The Sazon and Adobo seasonings are back in stock! Wow! These two salt free blends are versatile and can be used on so much more than just Puerto Rican food. Our sazon is still the only on the market that uses wild achiote directly from Puerto Rico!
Y’all. Remember Diasporican: A Puerto Rican Cookbook? It’s still for sale.
During the first week of June, I told Mami, “It’s going to be a mild summer.” And I was right. It seems I’ve gotten to that age where I can predict these things and not from wisdom, but from experience. I can also tell by the way my thoughts will change direction.
The light is changing outside. It’s becoming golden and welcoming. It’s almost autumn. Time for Elliott Smith level of reflection. My latest direction of thoughts? The year is 2008 and my chosen situationship is a mid twenties Japanese skateboarder who’s an MFA in a creative writing program at SFSU. Our chosen activity is depleting bottles of my chosen poison at the time, tequila or Hennessy, while blasting The Smiths in his Outer Mission apartment.
My party trick is hiding a 200ml bottle of Hennessy in the inside pocket of my thrifted corduroy blazer because, for some weird reason, some of us were dressing in business casual attire during the mid 2000s. Art parties in converted industrial buildings with industrial elevators were still a thing, but so were banjos. Valencia Street was flooded with dudes who wore all black, skinny jeans and leather jackets who would soon turn their eyes to the indie folk scene and start to impersonate civil war veterans in tintypes. Complete with performing songs that talk about losing forlorn lovers to the consumption.
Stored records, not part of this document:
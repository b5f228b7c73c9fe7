//! Session Relay
//!
//! Pairs one client connection with one upstream connection and pumps
//! packets between them until either side fails.

pub mod session;
pub mod stats;

pub use session::{Session, SessionState, CONNECTION_LOST};
pub use stats::{SessionStats, SessionSummary};
//! Credential Manager
//!
//! Startup policy: load the cached token and refresh it; when nothing is
//! cached or it cannot be renewed, fall back to interactive login. The
//! resulting token is shared read-only by every session and written back
//! once when the process shuts down.

use std::sync::{Arc, PoisonError, RwLock};

use tracing::{debug, error, info, warn};

use super::{AuthProvider, CredentialError, CredentialStore, Token};

/// Owns the process-wide token
pub struct CredentialManager {
    store: CredentialStore,
    provider: Arc<dyn AuthProvider>,
    current: RwLock<Token>,
}

impl CredentialManager {
    /// Acquire a usable token according to the startup policy
    pub async fn acquire(
        store: CredentialStore,
        provider: Arc<dyn AuthProvider>,
    ) -> Result<Self, CredentialError> {
        let token = match store.load() {
            Ok(cached) => match provider.refresh(&cached).await {
                Ok(token) => {
                    info!("Using cached credentials from {}", store.path().display());
                    token
                }
                Err(CredentialError::Expired) => {
                    info!("Cached credentials expired, interactive login required");
                    provider.obtain_interactive().await?
                }
                Err(e) => {
                    warn!("Failed to refresh cached credentials: {}", e);
                    provider.obtain_interactive().await?
                }
            },
            Err(_) => {
                info!("No cached credentials, interactive login required");
                provider.obtain_interactive().await?
            }
        };

        Ok(Self {
            store,
            provider,
            current: RwLock::new(token),
        })
    }

    /// Current token, renewed first if it has expired.
    ///
    /// A token the provider cannot renew stays in service: the process
    /// keeps the credentials it started with rather than re-authenticating
    /// per session.
    pub async fn token(&self) -> Token {
        let token = self.snapshot();
        if !token.is_expired() {
            return token;
        }

        debug!("Active token expired, refreshing");
        match self.provider.refresh(&token).await {
            Ok(renewed) => {
                *self.current.write().unwrap_or_else(PoisonError::into_inner) = renewed.clone();
                renewed
            }
            Err(e) => {
                warn!("Could not renew credentials, keeping the current token: {}", e);
                token
            }
        }
    }

    /// Copy of the active token without attempting renewal
    pub fn snapshot(&self) -> Token {
        self.current
            .read()
            .unwrap_or_else(PoisonError::into_inner)
            .clone()
    }

    /// Write the active token to the credential store
    pub fn persist(&self) -> Result<(), CredentialError> {
        self.store.persist(&self.snapshot())
    }

    /// Guard that persists the token when dropped
    pub fn persist_guard(self: &Arc<Self>) -> PersistGuard {
        PersistGuard {
            manager: Arc::clone(self),
        }
    }
}

/// Writes the active token back to disk on drop, whichever way the process
/// leaves the scope that holds it. Failures are logged.
pub struct PersistGuard {
    manager: Arc<CredentialManager>,
}

impl Drop for PersistGuard {
    fn drop(&mut self) {
        if let Err(e) = self.manager.persist() {
            error!("Failed to save credentials: {}", e);
        }
    }
}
Somehow I stumbled (drunkenly) into the middle of it all. A life entirely opposite from the life I had in my hometown and that was probably the point. What I could not shake was my passion for the drink and self-sabotaging my own life so spectacularly that I was forced to start over. And over. And that became the theme every four to five years. I started over in 1996 when I was 15 and my dad ghosted me, resulting in a binge and warpath so resplendent that it resulted in Mami kicking me out. I started over in 2000 when the house I was living in at the end of Santa Ynez Street caught on fire, leaving me with nothing but the clothes on my back. And on and on and on.
The current urge to blow my life up and start over is so fucking strong I can’t tell if I’m going insane or going through perimenopause.
Summers in this part of the Bay Area are mostly mellow and mild. Not as mellow as the near constant 65°F that San Francisco experiences, but not as treacherous as the triple digit temperatures of my hometown. When I drive home to see Mami, the heat bestows a compassionate donkey punch as you cut through Lynch Canyon and descend into the Apollyonian valley.
We’re in the homestretch of summer (I can smell autumn in the mornings). The California State Fair was on my mind a few weeks ago. Although I have only been to the state fair twice, I have absolutely no plans to partake. Still, it’s nice to know it’s there. Sidebar: I’ve lived in San Francisco and the Bay Area for the last 19 years and I’ve also never gone to Alcatraz. End sidebar.
While I was doing my research on the fair it reminded me of Merlino’s Orange Freeze.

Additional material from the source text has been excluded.